_Information:_
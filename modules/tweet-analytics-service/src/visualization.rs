//! Trend, distribution and heatmap aggregations.

use crate::analytics::{parse_bound, range_predicates};
use crate::db::{value_to_json, Db};
use crate::error::{ApiError, ApiResult};
use crate::query::{warn_if_unindexed, Direction, Pagination, Predicate, TweetQuery};
use crate::timeparse::DateBound;
use rusqlite::types::Value;
use tweet_analytics_types::{
    DistributionBucket, DistributionQuery, Heatmap, HeatmapQuery, Level, TimeInterval,
    TrendPoint, TrendQuery, TweetColumn, VisualizationPage, HEATMAP_DAYS, HEATMAP_MONTHS,
};

fn parse_column(field: &str, label: &str, raw: &str) -> ApiResult<TweetColumn> {
    raw.parse()
        .map_err(|_| ApiError::invalid(field, format!("Invalid {}: '{}'", label, raw)))
}

/// SQL truncating `datetime` to the start of its bucket.
pub fn truncate_sql(interval: TimeInterval) -> &'static str {
    match interval {
        TimeInterval::Minute => "strftime('%Y-%m-%d %H:%M:00', datetime)",
        TimeInterval::Hour => "strftime('%Y-%m-%d %H:00:00', datetime)",
        TimeInterval::Day => "strftime('%Y-%m-%d 00:00:00', datetime)",
        // Monday-start weeks: jump to the coming Sunday, then back six days.
        TimeInterval::Week => "strftime('%Y-%m-%d 00:00:00', datetime, 'weekday 0', '-6 days')",
        TimeInterval::Month => "strftime('%Y-%m-01 00:00:00', datetime)",
        TimeInterval::Year => "strftime('%Y-01-01 00:00:00', datetime)",
    }
}

// =====================================================
// Trend
// =====================================================

#[derive(Debug, Clone, PartialEq)]
pub struct TrendRequest {
    pub metric: TweetColumn,
    pub interval: TimeInterval,
    pub start: Option<DateBound>,
    pub end: Option<DateBound>,
    pub pagination: Pagination,
}

impl TrendRequest {
    pub fn from_query(q: &TrendQuery) -> ApiResult<Self> {
        let metric = parse_column("metric", "metric", &q.metric)?;
        let interval: TimeInterval = q.time_interval.parse().map_err(|_| {
            ApiError::invalid(
                "time_interval",
                format!(
                    "Invalid time_interval: '{}' (expected minute, hour, day, week, month or year)",
                    q.time_interval
                ),
            )
        })?;
        let start = q
            .start_date
            .as_deref()
            .map(|raw| parse_bound("start_date", raw))
            .transpose()?;
        let end = q
            .end_date
            .as_deref()
            .map(|raw| parse_bound("end_date", raw))
            .transpose()?;
        Ok(Self {
            metric,
            interval,
            start,
            end,
            pagination: Pagination::new(q.page, q.page_size)?,
        })
    }
}

// =====================================================
// Distribution
// =====================================================

#[derive(Debug, Clone, PartialEq)]
pub struct DistributionRequest {
    pub metric: TweetColumn,
    pub category: TweetColumn,
    pub top_n: Option<i64>,
    pub pagination: Pagination,
}

impl DistributionRequest {
    pub fn from_query(q: &DistributionQuery) -> ApiResult<Self> {
        let metric = parse_column("metric", "metric", &q.metric)?;
        let category = parse_column("category", "category", &q.category)?;
        if let Some(n) = q.top_n {
            if n < 1 {
                return Err(ApiError::invalid("top_n", format!("must be >= 1, got {}", n)));
            }
        }
        Ok(Self {
            metric,
            category,
            top_n: q.top_n,
            pagination: Pagination::new(q.page, q.page_size)?,
        })
    }
}

// =====================================================
// Heatmap
// =====================================================

#[derive(Debug, Clone, PartialEq)]
pub struct HeatmapRequest {
    pub start: DateBound,
    pub end: DateBound,
    pub threat_level: Option<Level>,
}

impl HeatmapRequest {
    pub fn from_query(q: &HeatmapQuery) -> ApiResult<Self> {
        let threat_level = match q.threat_level.as_deref().map(str::trim) {
            None | Some("") => None,
            Some(raw) => Some(raw.parse::<Level>().map_err(|_| {
                ApiError::invalid(
                    "threat_level",
                    format!("'{}' is not one of Low, Medium, High", raw),
                )
            })?),
        };
        Ok(Self {
            start: parse_bound("start_date", &q.start_date)?,
            end: parse_bound("end_date", &q.end_date)?,
            threat_level,
        })
    }
}

/// Project `(year, month, day)` groups onto the month x day grid, one
/// increment per group.
pub fn build_heatmap(groups: &[(Option<i64>, Option<i64>, Option<i64>)]) -> ApiResult<Heatmap> {
    let mut heatmap = Heatmap::default();
    for (year, month, day) in groups {
        let cell = match (month, day) {
            (Some(m), Some(d))
                if (1..=HEATMAP_MONTHS as i64).contains(m)
                    && (1..=HEATMAP_DAYS as i64).contains(d) =>
            {
                &mut heatmap.cells[(*m - 1) as usize][(*d - 1) as usize]
            }
            _ => {
                return Err(ApiError::DataIntegrity(format!(
                    "heatmap group outside the 12x31 grid: year={:?} month={:?} day={:?}",
                    year, month, day
                )));
            }
        };
        *cell += 1;
    }
    Ok(heatmap)
}

impl Db {
    pub fn tweet_trends(&self, req: &TrendRequest) -> ApiResult<VisualizationPage<TrendPoint>> {
        warn_if_unindexed(req.metric);
        let bucket = truncate_sql(req.interval);
        let metric = req.metric.as_str();

        let mut query = TweetQuery::select([
            format!("{} AS date", bucket),
            format!("{} AS value", metric),
            "COUNT(*) AS count".to_string(),
        ])
        .filter(Predicate::NotNull(TweetColumn::Datetime));
        for predicate in range_predicates(req.start, req.end) {
            query = query.filter(predicate);
        }

        let conn = self.conn()?;
        let page = query
            .group_by(bucket)
            .group_by(metric)
            .order_by("date", Direction::Asc)
            .order_by("value", Direction::Asc)
            .fetch_page(&conn, req.pagination, |row| {
                Ok(TrendPoint {
                    date: row.get(0)?,
                    value: value_to_json(row.get::<_, Value>(1)?),
                    count: row.get(2)?,
                })
            })?;

        Ok(VisualizationPage {
            total_results: page.total,
            page: req.pagination.page(),
            page_size: req.pagination.page_size(),
            data: page.rows,
        })
    }

    pub fn tweet_distribution(
        &self,
        req: &DistributionRequest,
    ) -> ApiResult<VisualizationPage<DistributionBucket>> {
        warn_if_unindexed(req.category);
        log::debug!(
            "distribution of {} over {} (top {:?})",
            req.metric,
            req.category,
            req.top_n
        );
        let category = req.category.as_str();

        let conn = self.conn()?;
        let page = TweetQuery::select([
            format!("{} AS category", category),
            "COUNT(*) AS value".to_string(),
        ])
        .group_by(category)
        .order_by("value", Direction::Desc)
        .order_by("category", Direction::Asc)
        .top(req.top_n)
        .fetch_page(&conn, req.pagination, |row| {
            Ok(DistributionBucket {
                category: value_to_json(row.get::<_, Value>(0)?),
                value: row.get(1)?,
            })
        })?;

        Ok(VisualizationPage {
            total_results: page.total,
            page: req.pagination.page(),
            page_size: req.pagination.page_size(),
            data: page.rows,
        })
    }

    pub fn tweet_heatmap(&self, req: &HeatmapRequest) -> ApiResult<Heatmap> {
        let mut query = TweetQuery::select(["year", "month", "day"]);
        for predicate in range_predicates(Some(req.start), Some(req.end)) {
            query = query.filter(predicate);
        }
        let query = query
            .filter_opt(req.threat_level.map(|level| {
                Predicate::Eq(TweetColumn::ThreatLevel, Value::Text(level.as_str().to_string()))
            }))
            .group_by("year")
            .group_by("month")
            .group_by("day")
            .order_by("year", Direction::Asc)
            .order_by("month", Direction::Asc)
            .order_by("day", Direction::Asc);

        let conn = self.conn()?;
        let groups: Vec<(Option<i64>, Option<i64>, Option<i64>)> =
            query.fetch_all(&conn, |row| Ok((row.get(0)?, row.get(1)?, row.get(2)?)))?;
        build_heatmap(&groups)
    }
}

_Work instructions:_ State the number of lines in the records that include the word "ApiError", and add nothing to it.

_Written answer:_ 6